レディ・マーメイド
「どうぞ」

亜紋がドアを開けて促すと、樹莉は戸惑ったように呟く。

「ここは?」
「ロイヤルクレストのペントハウスだ。ひとまず今夜はここに泊まれ」

え、あの!と声を上げる樹莉に背を向けて、亜紋はパタンとゲストルームのドアを閉めた。

あのまま樹莉を一人にする訳にはいかず、亜紋は自分が居住スペースとして使っているホテル『ロイヤルクレスト 東京』の最上階に連れて来たのだった。

大きな窓から煌めく夜景を見下ろしつつ、考えを巡らせる。

(金盛と須藤がなにか企んでいるのは確かだろうな。今夜実行するはずがなにかの手違いで上手くいかず、部下に指示して樹莉を襲わせたり更衣室やゴミ置き場を捜索した。一体なにを探している?)
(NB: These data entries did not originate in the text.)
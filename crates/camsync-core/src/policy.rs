//! ID-number policy engine
//!
//! A policy is a boolean formula over the presence of patient identifiers:
//! `sex AND ((forename AND surname AND dob) OR anyidnum)`. The server defines
//! one policy for uploading and a stricter one for finalizing; both are
//! evaluated here, locally, before any data leaves the device.
//!
//! Evaluation is pure and total. An unparsable policy never evaluates to
//! "compliant"; a valid but empty policy matches anything.

use std::collections::BTreeSet;
use std::fmt;

use regex::Regex;
use thiserror::Error;

use crate::models::Patient;

/// Default policy compiled into the client: enough identification for a
/// clinical environment, or one ID number for pseudonymised research use.
pub const DEFAULT_DEVICE_POLICY: &str = "sex AND ((forename AND surname AND dob) OR anyidnum)";

const TOKENIZE_PATTERN: &str = r"\s*(\w+|\(|\))";

/// One lexical element of a policy expression
#[derive(Debug, Clone, Copy, PartialEq, Eq)]
enum Token {
    LParen,
    RParen,
    And,
    Or,
    Not,
    AnyIdNum,
    OtherIdNum,
    Forename,
    Surname,
    Sex,
    Dob,
    Email,
    Address,
    Gp,
    OtherDetails,
    /// `idnumN` for ID number type N (N >= 1)
    IdNum(u16),
}

impl Token {
    fn from_word(word: &str) -> Option<Self> {
        match word {
            "(" => Some(Self::LParen),
            ")" => Some(Self::RParen),
            "and" => Some(Self::And),
            "or" => Some(Self::Or),
            "not" => Some(Self::Not),
            "anyidnum" => Some(Self::AnyIdNum),
            "otheridnum" => Some(Self::OtherIdNum),
            "forename" => Some(Self::Forename),
            "surname" => Some(Self::Surname),
            "sex" => Some(Self::Sex),
            "dob" => Some(Self::Dob),
            "email" => Some(Self::Email),
            "address" => Some(Self::Address),
            "gp" => Some(Self::Gp),
            "otherdetails" => Some(Self::OtherDetails),
            _ => {
                let number = word.strip_prefix("idnum")?;
                match number.parse::<u16>() {
                    Ok(which) if which >= 1 => Some(Self::IdNum(which)),
                    _ => None,
                }
            }
        }
    }

    fn name(self) -> String {
        match self {
            Self::LParen => "(".to_string(),
            Self::RParen => ")".to_string(),
            Self::And => "and".to_string(),
            Self::Or => "or".to_string(),
            Self::Not => "not".to_string(),
            Self::AnyIdNum => "anyidnum".to_string(),
            Self::OtherIdNum => "otheridnum".to_string(),
            Self::Forename => "forename".to_string(),
            Self::Surname => "surname".to_string(),
            Self::Sex => "sex".to_string(),
            Self::Dob => "dob".to_string(),
            Self::Email => "email".to_string(),
            Self::Address => "address".to_string(),
            Self::Gp => "gp".to_string(),
            Self::OtherDetails => "otherdetails".to_string(),
            Self::IdNum(which) => format!("idnum{which}"),
        }
    }
}

/// A policy expression failed to parse
#[derive(Debug, Error, Clone, PartialEq, Eq)]
#[error("Syntax error in policy ({message}); policy text is: {text:?}")]
pub struct PolicyParseError {
    pub message: String,
    pub text: String,
}

/// The identifying information a patient actually carries, as the policy
/// engine sees it
#[derive(Debug, Clone, Default, PartialEq, Eq)]
pub struct PatientFacts {
    pub has_forename: bool,
    pub has_surname: bool,
    pub has_sex: bool,
    pub has_dob: bool,
    pub has_email: bool,
    pub has_address: bool,
    pub has_gp: bool,
    pub has_other_details: bool,
    /// ID number types with an assigned value
    pub id_num_types: BTreeSet<u16>,
}

impl From<&Patient> for PatientFacts {
    fn from(patient: &Patient) -> Self {
        let present = |field: &Option<String>| {
            field
                .as_deref()
                .is_some_and(|value| !value.trim().is_empty())
        };
        Self {
            has_forename: present(&patient.forename),
            has_surname: present(&patient.surname),
            has_sex: present(&patient.sex),
            has_dob: present(&patient.dob),
            has_email: present(&patient.email),
            has_address: present(&patient.address),
            has_gp: present(&patient.gp),
            has_other_details: present(&patient.other_details),
            id_num_types: patient.id_numbers.keys().copied().collect(),
        }
    }
}

/// Outcome of evaluating a policy expression against a patient
#[derive(Debug, Clone, Copy, PartialEq, Eq)]
pub enum Compliance {
    Compliant,
    NonCompliant,
    /// The policy string did not parse; this is never treated as compliant
    InvalidPolicy,
}

/// Evaluate a raw policy string against a patient's identifiers.
///
/// Total: never panics, and an unparsable policy yields
/// [`Compliance::InvalidPolicy`], not a compliance verdict.
#[must_use]
pub fn evaluate(policy_text: &str, facts: &PatientFacts) -> Compliance {
    match IdPolicy::parse(policy_text) {
        Ok(policy) => {
            if policy.complies(facts) {
                Compliance::Compliant
            } else {
                Compliance::NonCompliant
            }
        }
        Err(_) => Compliance::InvalidPolicy,
    }
}

/// A parsed, valid ID policy
#[derive(Debug, Clone, PartialEq, Eq)]
pub struct IdPolicy {
    text: String,
    tokens: Vec<Token>,
    mentioned: BTreeSet<u16>,
}

impl IdPolicy {
    /// Parse a policy expression, validating its syntax up front
    pub fn parse(text: &str) -> Result<Self, PolicyParseError> {
        let tokens = tokenize(text)?;
        let mentioned = tokens
            .iter()
            .filter_map(|token| match token {
                Token::IdNum(which) => Some(*which),
                _ => None,
            })
            .collect();
        let policy = Self {
            text: text.to_string(),
            tokens,
            mentioned,
        };
        // Syntax check against a blank patient; the verdict is discarded.
        if !policy.tokens.is_empty() {
            policy
                .eval_chunk(&policy.tokens, &PatientFacts::default())
                .map_err(|message| PolicyParseError {
                    message,
                    text: text.to_string(),
                })?;
        }
        Ok(policy)
    }

    /// Does a patient with these facts satisfy the policy?
    ///
    /// A valid empty policy matches anything.
    #[must_use]
    pub fn complies(&self, facts: &PatientFacts) -> bool {
        if self.tokens.is_empty() {
            return true;
        }
        // Syntax was validated at parse time.
        self.eval_chunk(&self.tokens, facts).unwrap_or(false)
    }

    /// The policy text as supplied
    #[must_use]
    pub fn original(&self) -> &str {
        &self.text
    }

    /// ID number types the policy names explicitly
    #[must_use]
    pub const fn mentioned_id_nums(&self) -> &BTreeSet<u16> {
        &self.mentioned
    }

    /// Canonical rendering: operators uppercased, single spacing
    #[must_use]
    pub fn pretty(&self) -> String {
        let mut rendered = String::new();
        for (index, token) in self.tokens.iter().enumerate() {
            if index > 0
                && *token != Token::RParen
                && self.tokens[index - 1] != Token::LParen
            {
                rendered.push(' ');
            }
            let name = token.name();
            if matches!(token, Token::And | Token::Or) {
                rendered.push_str(&name.to_uppercase());
            } else {
                rendered.push_str(&name);
            }
        }
        rendered
    }

    /// Evaluate a run of `content (op content)*` tokens
    fn eval_chunk(&self, tokens: &[Token], facts: &PatientFacts) -> Result<bool, String> {
        let mut want_content = true;
        let mut conjunction = false;
        let mut disjunction = false;
        let mut value: Option<bool> = None;
        let mut index = 0;
        while index < tokens.len() {
            if want_content {
                let next = self.eval_content(tokens, facts, &mut index)?;
                value = Some(match value {
                    None => next,
                    Some(current) if conjunction => current && next,
                    Some(current) if disjunction => current || next,
                    Some(_) => return Err("invalid expression".to_string()),
                });
                conjunction = false;
                disjunction = false;
            } else {
                match tokens.get(index) {
                    Some(Token::And) => conjunction = true,
                    Some(Token::Or) => disjunction = true,
                    _ => return Err("missing operator".to_string()),
                }
                index += 1;
            }
            want_content = !want_content;
        }
        match value {
            Some(result) if !want_content => Ok(result),
            _ => Err("policy incomplete".to_string()),
        }
    }

    /// Evaluate one content element: a field, a NOT, or a parenthesized chunk
    fn eval_content(
        &self,
        tokens: &[Token],
        facts: &PatientFacts,
        index: &mut usize,
    ) -> Result<bool, String> {
        let Some(token) = tokens.get(*index).copied() else {
            return Err("policy incomplete; missing content at end".to_string());
        };
        *index += 1;
        match token {
            Token::RParen | Token::And | Token::Or => {
                Err("chunk can't start with AND/OR/')'".to_string())
            }
            Token::LParen => {
                let chunk_start = *index;
                let mut depth = 1usize;
                while depth > 0 {
                    let Some(subtoken) = tokens.get(*index).copied() else {
                        return Err("unmatched left parenthesis".to_string());
                    };
                    *index += 1;
                    match subtoken {
                        Token::LParen => depth += 1,
                        Token::RParen => depth -= 1,
                        _ => {}
                    }
                }
                // Everything between the parentheses, exclusive.
                self.eval_chunk(&tokens[chunk_start..*index - 1], facts)
            }
            Token::Not => Ok(!self.eval_content(tokens, facts, index)?),
            element => Ok(self.eval_element(element, facts)),
        }
    }

    fn eval_element(&self, token: Token, facts: &PatientFacts) -> bool {
        match token {
            Token::Forename => facts.has_forename,
            Token::Surname => facts.has_surname,
            Token::Sex => facts.has_sex,
            Token::Dob => facts.has_dob,
            Token::Email => facts.has_email,
            Token::Address => facts.has_address,
            Token::Gp => facts.has_gp,
            Token::OtherDetails => facts.has_other_details,
            Token::AnyIdNum => !facts.id_num_types.is_empty(),
            Token::OtherIdNum => facts
                .id_num_types
                .iter()
                .any(|which| !self.mentioned.contains(which)),
            Token::IdNum(which) => facts.id_num_types.contains(&which),
            // Structural tokens never reach element evaluation.
            Token::LParen | Token::RParen | Token::And | Token::Or | Token::Not => false,
        }
    }
}

impl fmt::Display for IdPolicy {
    fn fmt(&self, f: &mut fmt::Formatter<'_>) -> fmt::Result {
        write!(f, "{}", self.pretty())
    }
}

fn tokenize(text: &str) -> Result<Vec<Token>, PolicyParseError> {
    let re = Regex::new(TOKENIZE_PATTERN).map_err(|error| PolicyParseError {
        message: format!("internal tokenizer error: {error}"),
        text: text.to_string(),
    })?;
    let mut tokens = Vec::new();
    for capture in re.captures_iter(text) {
        let word = capture[1].to_lowercase();
        let token = Token::from_word(&word).ok_or_else(|| PolicyParseError {
            message: format!("unknown word: {word}"),
            text: text.to_string(),
        })?;
        tokens.push(token);
    }
    Ok(tokens)
}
樹莉ならなにかを知っているかもしれないと思ったが、先程までの様子を見ると自覚していないのだろう。

今夜はもう遅い。

あれこれ問い詰めるのは明日にして、ゆっくり安全な場所で休ませることにした。

亜紋はスマートフォンを取り出して黒木に電話をかける。

「そっちの様子はどうだ?」
「警察の実況見分は終わったようです。ホテルの支配人によれば、荒らされた目的はわからず、不審なものも発見されていないとのこと。明日従業員一人一人に聞き取りを行うようです」
「わかった、ご苦労だったな。もうこちらに戻って来てくれ」
「かしこまりました」

20分程で到着した黒木から、亜紋は執務室で報告を受ける。

「金盛社長と須藤社長は、パーティーの間は一度も話をしませんでした。終盤に須藤社長は金盛社長に近づこうとしたのですが、金盛社長はわざと避けて牽制しているようにも見受けられました。お開きになって他のゲストが帰って行くと、見計らったようにロビーの隅で須藤社長が金盛社長に問い詰めていました。『話が違う、口先だけだったのか』と詰め寄る須藤社長に、『私に落ち度はない、ミスをしたのはそっちだ』と金盛社長は答えていて……。どうやら事前になにかの手はずを整えていたのが、上手くいかなかったようです」

亜紋は両腕を組み、椅子の背に身を預けて宙に目をやった。

「黒木の勘が正しかったようだな。金盛はなにかを企んでいる。ロイヤルクレストを陥れようと。そこにサンセットトラベルの須藤も絡んでいたということか。サンセットトラベルは、海外の予約サイトも展開していたよな?」
「はい。日本人がロイヤルクレストを予約する場合は、我々の傘下にあるクレストトラベルを通すかホテルの公式サイトでしか受け付けていません。ですが海外の、それも日本人が住んでいないような地域は、現地で一番大きな旅行会社を通じて予約することが可能です。そしてその旅行会社は、サンセットトラベルとも提携しています」
「なるほど、金盛はそこに目を付けた訳か。そして須藤に話を持ちかけた。裏工作して、ロイヤルクレストを大量に直前キャンセルせよと。報酬は、わかりやすく金か?」
「その確証はありません。今夜も二人はひそひそと隠れて話をするだけで、なにかの受け渡しは行われませんでした」
「まあ、証拠写真でも撮られたら困るからだろうな。昨今はSNSに投稿しようと、ありとあらゆる人がどこでもかしこでも写真を撮る。それに映り込んでSNSに載せられたら一環の終わりだ」

そうですね、と黒木も頷いた。

「そこで今夜、パーティーの間にさり気なくなにかのやり取りをしようとした。敢えて接触せずに。が、上手くいかなかった。その後ゴミ置き場を探っていたということは、紙かなにかだろうか。それもスタッフが持ち去ってしまうゴミのような。それを重要なものだとは思わず、樹莉が持って行ったというところだろうな」
「樹莉? とは、どなたですか?」
「女だ。俺が拾った」

ふっと黒木が口元に笑みを浮かべる。

「随分な物言いですね。おおかた、亜紋さんが助けたのでしょう?」
「子猫が野良犬に襲われていたら拾うだろう」
「助けて保護したのですね。それで、その子猫ちゃんは今どこに?」
「隣のゲストルームにいる」
「おやおや、亜紋さんにしては手が早いですね」

亜紋がジロリと黒木に睨みを効かせると、黒木は涼しい顔でそっぽを向いた。

「樹莉の世話を頼む。明日様子を見て、話を聞けたら聞きたい」
「かしこまりました。大切にお世話をさせていただきます」

含んだ言い方で笑みを浮かべつつ、黒木は頭を下げた。